En el vasto lienzo de la vida contemporánea, se tejen historias de migración que van más allá de las fronteras geográficas. Entre los hilos de esta trama, un fenómeno peculiar emerge: la migración de familias de las urbes bulliciosas a los apacibles pueblos .Un ejemplo es la transición de almas urbanas a lugares como Amealco de Bonfil, donde la decisión de partir hacia lo rural es una búsqueda de la serenidad que el frenético ritmo citadino arrebata.

El corazón mismo de esta migración yace en la búsqueda de una vida más auténtica, en la aspiración de romper las cadenas que el estrés y la agitación de la ciudad imponen. Las grandes urbes, con sus edificios de acero y asfalto, ofrecen el fulgor de oportunidades, pero también imponen el yugo del tráfico interminable, las multitudes impacientes y el constante correr contra el reloj. En este escenario, el pueblo se alza como el refugio idóneo para quienes anhelan una existencia donde el tiempo fluye sin tanta prisa.

Sin embargo, esta migración no es simplemente un acto de huir de la ciudad, sino de abrazar un nuevo paradigma de vida. La noción de comunidades sustentables y la permacultura como forma de existencia trascienden la mera elección del lugar de residencia; son un pacto con la tierra, una alianza con la naturaleza que se entrelaza con la búsqueda de la paz interior. En un mundo donde la voracidad de la producción industrial ha dejado cicatrices en el planeta, estas familias migrantes emprenden un viaje de retorno a la armonía con la Tierra en cada huerto cultivado y en  cada casa construida en sintonía con el entorno.

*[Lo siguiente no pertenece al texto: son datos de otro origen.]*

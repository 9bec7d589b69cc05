use colored::*;
use std::fmt;
use tracing::{Event, Level, Subscriber};
use tracing_subscriber::fmt::format::{FormatEvent, FormatFields, Writer};
use tracing_subscriber::fmt::FmtContext;
use tracing_subscriber::registry::LookupSpan;
use tracing_subscriber::EnvFilter;

/// Tracing formatter that colors the whole line by severity.
///
/// Operator-facing output stays clean: no timestamps or span metadata,
/// just the message, with debug and trace lines tagged so bus chatter
/// is easy to pick out when `--debug` is on.
pub struct LineFormatter;

impl<S, N> FormatEvent<S, N> for LineFormatter
where
    S: Subscriber + for<'a> LookupSpan<'a>,
    N: for<'a> FormatFields<'a> + 'static,
{
    fn format_event(
        &self,
        ctx: &FmtContext<'_, S, N>,
        mut writer: Writer<'_>,
        event: &Event<'_>,
    ) -> fmt::Result {
        let mut buffer = String::new();
        let mut buf_writer = Writer::new(&mut buffer);
        ctx.format_fields(buf_writer.by_ref(), event)?;

        let line = match *event.metadata().level() {
            Level::ERROR => buffer.red(),
            Level::WARN => buffer.yellow(),
            Level::INFO => buffer.normal(),
            Level::DEBUG => format!("debug: {}", buffer).blue(),
            Level::TRACE => format!("trace: {}", buffer).purple(),
        };

        writeln!(writer, "{}", line)
    }
}

/// Install the subscriber. `--debug` lowers the default filter to
/// `debug`; `RUST_LOG` still takes precedence when set.
pub fn init(debug: bool) {
    let default_directive = if debug { "debug" } else { "warn" };
    let filter = EnvFilter::try_from_default_env()
        .unwrap_or_else(|_| EnvFilter::new(default_directive));
    tracing_subscriber::fmt()
        .with_env_filter(filter)
        .event_format(LineFormatter)
        .init();
}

En este peregrinaje hacia lo rural, la migración se convierte en un acto de resistencia y transformación. Es un redescubrimiento de las raíces y un recordatorio de que el progreso no es solo el rugir de motores. Así como las aves migran siguiendo las estaciones, estas familias siguen el llamado hacia una vida donde el ritmo es pausado y la calidad reemplaza la cantidad.